- Task description:
Copy each line from the listing below where the word "failed" shows up.

==*==

//! WebSocket connection lifecycle: register, read loop, writer task, cleanup.

use std::sync::Arc;

use axum::extract::ws::{Message, WebSocket};
use futures::{SinkExt, StreamExt};
use tracing::{debug, info, warn};

use crate::hub::{subscriber_channel, Hub};

/// Drive one client connection until it closes.
pub async fn handle_ws_connection(hub: Arc<Hub>, ws: WebSocket) {
    let (mut ws_tx, mut ws_rx) = ws.split();
    let (tx, mut rx) = subscriber_channel();

    let conn_id = hub.on_connect(tx).await;
    info!(conn_id = %conn_id, "Client connected");
    #[cfg(feature = "metrics")]
    crate::metrics::record_ws_connect();

    // Write the latest frame whenever it changes; frames superseded while a
    // write is in flight are skipped. A failed write drops the slot, which
    // the hub prunes on its next broadcast.
    let writer_id = conn_id.clone();
    let send_task = tokio::spawn(async move {
        while rx.changed().await.is_ok() {
            let frame = rx.borrow_and_update().clone();
            if let Err(e) = ws_tx.send(Message::Text(frame.to_string().into())).await {
                debug!(conn_id = %writer_id, %e, "Write failed, stopping writer");
                break;
            }
        }
    });

    while let Some(msg) = ws_rx.next().await {
        match msg {
            Ok(Message::Text(text)) => {
                // Malformed input is logged by the hub and otherwise ignored.
                let _ = hub.on_message(&conn_id, text.as_str()).await;
            }
            Ok(Message::Binary(bytes)) => match std::str::from_utf8(&bytes) {
                Ok(text) => {
                    let _ = hub.on_message(&conn_id, text).await;
                }
                Err(e) => {
                    warn!(conn_id = %conn_id, %e, "Dropping non-UTF-8 binary frame");
                }
            },
            Ok(Message::Close(_)) => {
                debug!(conn_id = %conn_id, "Client requested close");
                break;
            }
            Ok(_) => {
                // Ping/pong are answered by axum.
            }
            Err(e) => {
                warn!(conn_id = %conn_id, %e, "WebSocket error");
                break;
            }
        }
    }

    send_task.abort();
    hub.on_disconnect(&conn_id).await;
    #[cfg(feature = "metrics")]
    crate::metrics::record_ws_disconnect();
    info!(conn_id = %conn_id, "Client disconnected");
}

==*==

- Exercise output:
    // write is in flight are skipped. A failed write drops the slot, which
                debug!(conn_id = %writer_id, %e, "Write failed, stopping writer");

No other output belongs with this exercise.